第5章 得近者,不足

去病奉旨入宫议河西军备,特召伍缮随行。

临行前,他取引籍递与伍缮:

“此乃入宫引籍,注了你‘随侍传文书’的职分,至司马门需交令核验,勿失。”

伍缮双手接引籍,叠好藏于袖中,躬身应:

“奴省得。”

至未央宫前。

去病将缰绳递与司马门候。

伍缮忙趋前,从袖中取出引籍,双手捧与公车司马令。

公车司马令展开引籍,验过府印与注文,又抬眼扫过伍缮,颔首道:

“冠军侯且入,此奴随至殿外候着便可,勿擅入内殿。”

一路径直前往。

去病入偏殿论兵。

伍缮便按仪立在殿外阶下,目光未敢斜视,手心沁出冷汗。

殿内传来陛下似在斥责河西烽燧递报迟滞,恐误军机。

见时辰将近,伍缮眼角余光掠往来往宦者。

一宦者捧空漆卮出,他忙趋前,躬身敛手:

“奴愿代内官奔走,近殿伺候更便。”

那宦者见他是冠军侯从人,容止端谨,言辞恭顺,便将漆卮递过:

“慎之,殿内正议事。”

伍缮捧卮往尚食所去,过殿门时缓下步幅。

恰闻陛下对卫青道:

“去病那奔袭策,迅则迅矣,然河西距长安千里,彼虽为侍中,急报仍需经尚书台核转,一套章程下来,战机早逝

——此等规制缚其手足,何以决胜?”

卫青欠身应道:

“陛下明鉴。
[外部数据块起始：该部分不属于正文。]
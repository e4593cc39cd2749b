//! Liveness plus a summary of how adoptions are currently coordinated.

use std::time::Duration;

use axum::extract::State;
use axum::{routing::get, Json, Router};
use serde::Serialize;

use crate::state::AppState;

/// Health check response payload.
#[derive(Serialize)]
pub struct HealthResponse {
    /// `ok` when the adoption store answers, `degraded` otherwise.
    pub status: &'static str,
    /// Crate version from Cargo.toml.
    pub version: &'static str,
    /// Whether the database answered within the store timeout.
    pub db_healthy: bool,
    pub adoptions: AdoptionHealth,
}

/// Adoption coordination settings in effect for this process.
#[derive(Serialize)]
pub struct AdoptionHealth {
    /// `on_submit` or `on_accept`.
    pub hold_policy: &'static str,
    /// Whether the periodic availability reconciler is running.
    pub reconciler_enabled: bool,
    pub reconcile_interval_secs: u64,
    /// Upper bound on a single store call.
    pub store_timeout_ms: u64,
}

/// GET /health
///
/// The database check shares the adoption store's timeout, so a hung
/// database reports `degraded` instead of hanging the request.
async fn health_check(State(state): State<AppState>) -> Json<HealthResponse> {
    let store_timeout_ms = state.config.store_timeout_ms;
    let db_healthy = matches!(
        tokio::time::timeout(
            Duration::from_millis(store_timeout_ms),
            petcare_db::health_check(&state.pool),
        )
        .await,
        Ok(Ok(()))
    );

    if !db_healthy {
        tracing::warn!(store_timeout_ms, "Adoption store unreachable from health check");
    }

    let reconcile_interval_secs = state.config.reconcile_interval_secs;

    Json(HealthResponse {
        status: if db_healthy { "ok" } else { "degraded" },
        version: env!("CARGO_PKG_VERSION"),
        db_healthy,
        adoptions: AdoptionHealth {
            hold_policy: state.adoptions.policy().as_str(),
            reconciler_enabled: reconcile_interval_secs > 0,
            reconcile_interval_secs,
            store_timeout_ms,
        },
    })
}

pub fn router() -> Router<AppState> {
    Router::new().route("/health", get(health_check))
}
去病虽少,却有锐敏之资,唯侍中按例需循核转,遇急情确难应速。若能许其径收河西急报,减通报之滞,其长自可舒展。”

伍缮此时已注满酪浆转身离去。

去病瞥见,知是约期,当即抬手躬身:

“臣请暂退更衣。”

陛下摆了摆手,准了。

去病快步迎出殿门,伍缮忙将漆卮递与阶下宫卫。

去病压声问:

“下一步如何?”

伍缮垂首低声:

“奴随冠军侯同往,少顷在侧门候着,苏礼说,稍后再进殿。”

去病未再多言,二人往侧舍去了。

待重回殿外,陛下与卫青的议论声仍从帘内传出。

去病立在阶前,看向仍垂手侍立的伍缮,眉峰微蹙,他竟在发抖。

——不知苏礼这计策究竟是何,伍缮莫弄砸了。

伍缮知这是关键一步,死死咬牙,攥紧了拳,强自镇定。

待到殿内议论声渐歇,听着里面似有起身的动静。

伍缮连忙转向去病,声音压得极稳:

“奴方才在尚食所,闻老兵言,当年大将军征漠南,因战事急迫,陛下特准他宿宫中偏舍,夜中议事无需通报,隔窗便能应旨

——确比递牍快得多。”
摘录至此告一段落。